Exercise directions:
I'd like every line from the material below that has "GeneratedImage" in it.

- Opening Delimiter -

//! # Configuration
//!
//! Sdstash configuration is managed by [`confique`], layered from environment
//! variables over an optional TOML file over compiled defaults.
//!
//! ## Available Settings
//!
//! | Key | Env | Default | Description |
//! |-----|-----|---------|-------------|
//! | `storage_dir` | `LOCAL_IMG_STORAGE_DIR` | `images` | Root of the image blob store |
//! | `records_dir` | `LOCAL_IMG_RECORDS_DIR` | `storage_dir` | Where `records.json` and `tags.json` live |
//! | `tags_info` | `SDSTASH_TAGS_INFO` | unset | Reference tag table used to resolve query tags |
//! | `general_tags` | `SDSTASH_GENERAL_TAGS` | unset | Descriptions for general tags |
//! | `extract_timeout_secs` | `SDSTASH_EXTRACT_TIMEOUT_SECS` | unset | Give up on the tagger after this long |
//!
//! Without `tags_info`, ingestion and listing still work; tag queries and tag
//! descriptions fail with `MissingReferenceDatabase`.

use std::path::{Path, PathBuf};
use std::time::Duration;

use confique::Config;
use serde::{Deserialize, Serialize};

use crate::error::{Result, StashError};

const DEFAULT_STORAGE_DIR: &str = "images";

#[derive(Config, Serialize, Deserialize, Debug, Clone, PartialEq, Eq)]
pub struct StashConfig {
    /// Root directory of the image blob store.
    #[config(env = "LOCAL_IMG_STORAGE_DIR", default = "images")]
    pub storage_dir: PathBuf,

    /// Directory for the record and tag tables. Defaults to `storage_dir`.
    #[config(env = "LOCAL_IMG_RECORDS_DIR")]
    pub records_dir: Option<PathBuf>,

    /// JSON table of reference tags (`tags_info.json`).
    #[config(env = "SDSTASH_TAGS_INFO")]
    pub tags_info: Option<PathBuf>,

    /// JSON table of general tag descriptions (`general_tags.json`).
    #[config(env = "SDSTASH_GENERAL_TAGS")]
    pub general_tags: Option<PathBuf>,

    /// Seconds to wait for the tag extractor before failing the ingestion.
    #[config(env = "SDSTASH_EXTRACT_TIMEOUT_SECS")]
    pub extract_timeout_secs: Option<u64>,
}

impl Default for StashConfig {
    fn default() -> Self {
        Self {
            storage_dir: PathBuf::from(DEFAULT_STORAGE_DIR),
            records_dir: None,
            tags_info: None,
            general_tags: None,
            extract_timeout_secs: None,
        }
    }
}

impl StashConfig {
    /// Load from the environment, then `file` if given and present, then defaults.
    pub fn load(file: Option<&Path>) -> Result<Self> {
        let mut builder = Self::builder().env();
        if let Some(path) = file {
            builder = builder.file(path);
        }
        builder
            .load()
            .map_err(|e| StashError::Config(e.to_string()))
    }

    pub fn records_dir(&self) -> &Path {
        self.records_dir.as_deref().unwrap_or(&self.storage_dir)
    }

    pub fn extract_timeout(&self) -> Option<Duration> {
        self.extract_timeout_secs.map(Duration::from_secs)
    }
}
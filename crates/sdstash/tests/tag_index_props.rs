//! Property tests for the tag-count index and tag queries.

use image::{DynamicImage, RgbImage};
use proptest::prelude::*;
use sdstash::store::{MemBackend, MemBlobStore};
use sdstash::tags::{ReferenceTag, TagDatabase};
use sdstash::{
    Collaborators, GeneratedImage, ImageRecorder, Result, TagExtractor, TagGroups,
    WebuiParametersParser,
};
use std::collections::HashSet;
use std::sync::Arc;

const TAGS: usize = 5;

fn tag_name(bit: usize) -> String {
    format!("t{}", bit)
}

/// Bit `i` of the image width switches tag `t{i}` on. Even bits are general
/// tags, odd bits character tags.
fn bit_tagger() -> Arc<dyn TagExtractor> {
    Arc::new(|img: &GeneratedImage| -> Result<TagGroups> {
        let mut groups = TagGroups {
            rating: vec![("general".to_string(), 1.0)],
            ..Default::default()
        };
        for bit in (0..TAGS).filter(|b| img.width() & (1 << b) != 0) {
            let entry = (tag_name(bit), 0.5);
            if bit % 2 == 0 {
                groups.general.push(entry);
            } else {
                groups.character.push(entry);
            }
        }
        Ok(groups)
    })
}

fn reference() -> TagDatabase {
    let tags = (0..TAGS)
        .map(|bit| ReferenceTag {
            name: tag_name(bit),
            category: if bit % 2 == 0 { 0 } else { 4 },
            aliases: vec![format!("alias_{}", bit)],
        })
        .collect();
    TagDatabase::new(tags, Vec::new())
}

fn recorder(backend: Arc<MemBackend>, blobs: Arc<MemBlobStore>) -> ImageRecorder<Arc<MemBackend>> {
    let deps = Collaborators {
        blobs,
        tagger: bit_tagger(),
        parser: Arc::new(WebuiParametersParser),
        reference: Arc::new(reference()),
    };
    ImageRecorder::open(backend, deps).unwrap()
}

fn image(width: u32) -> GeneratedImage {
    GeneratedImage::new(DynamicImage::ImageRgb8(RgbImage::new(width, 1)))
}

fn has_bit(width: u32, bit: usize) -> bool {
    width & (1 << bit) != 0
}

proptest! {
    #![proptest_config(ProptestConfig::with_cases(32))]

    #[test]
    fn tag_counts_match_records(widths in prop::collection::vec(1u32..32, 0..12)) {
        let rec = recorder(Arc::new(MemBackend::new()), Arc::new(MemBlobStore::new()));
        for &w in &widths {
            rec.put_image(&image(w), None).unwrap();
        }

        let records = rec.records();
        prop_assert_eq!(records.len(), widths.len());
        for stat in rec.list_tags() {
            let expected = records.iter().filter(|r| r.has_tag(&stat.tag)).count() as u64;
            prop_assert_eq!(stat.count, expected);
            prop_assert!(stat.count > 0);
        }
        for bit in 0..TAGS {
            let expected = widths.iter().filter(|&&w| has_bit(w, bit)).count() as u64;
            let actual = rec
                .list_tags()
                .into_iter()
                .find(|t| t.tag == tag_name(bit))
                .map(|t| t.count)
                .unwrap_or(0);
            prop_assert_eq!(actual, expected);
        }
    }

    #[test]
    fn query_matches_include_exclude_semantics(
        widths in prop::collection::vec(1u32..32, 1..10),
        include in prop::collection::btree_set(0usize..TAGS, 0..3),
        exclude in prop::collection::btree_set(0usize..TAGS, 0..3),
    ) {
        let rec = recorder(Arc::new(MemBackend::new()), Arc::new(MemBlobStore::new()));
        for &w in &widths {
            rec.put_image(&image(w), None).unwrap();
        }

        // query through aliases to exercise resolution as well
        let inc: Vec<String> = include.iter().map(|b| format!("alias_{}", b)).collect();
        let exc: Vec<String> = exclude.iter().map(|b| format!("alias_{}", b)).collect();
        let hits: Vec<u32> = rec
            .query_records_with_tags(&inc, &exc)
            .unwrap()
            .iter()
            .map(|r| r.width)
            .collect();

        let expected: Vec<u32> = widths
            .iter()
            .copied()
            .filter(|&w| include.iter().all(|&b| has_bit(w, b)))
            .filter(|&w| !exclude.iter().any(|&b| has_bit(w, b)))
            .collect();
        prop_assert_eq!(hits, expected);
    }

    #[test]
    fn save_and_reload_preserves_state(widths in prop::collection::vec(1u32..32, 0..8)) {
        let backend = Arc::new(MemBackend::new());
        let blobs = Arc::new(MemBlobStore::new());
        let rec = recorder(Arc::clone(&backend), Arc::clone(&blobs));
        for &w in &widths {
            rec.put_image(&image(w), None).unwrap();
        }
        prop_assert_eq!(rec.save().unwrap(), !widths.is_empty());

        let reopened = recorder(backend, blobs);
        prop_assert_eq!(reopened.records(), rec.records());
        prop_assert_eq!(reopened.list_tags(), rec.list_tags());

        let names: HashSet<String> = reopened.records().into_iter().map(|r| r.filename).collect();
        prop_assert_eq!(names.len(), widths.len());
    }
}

- Closing Delimiter -

Output for this task:
    Collaborators, GeneratedImage, ImageRecorder, Result, TagExtractor, TagGroups,
    Arc::new(|img: &GeneratedImage| -> Result<TagGroups> {
fn image(width: u32) -> GeneratedImage {
    GeneratedImage::new(DynamicImage::ImageRgb8(RgbImage::new(width, 1)))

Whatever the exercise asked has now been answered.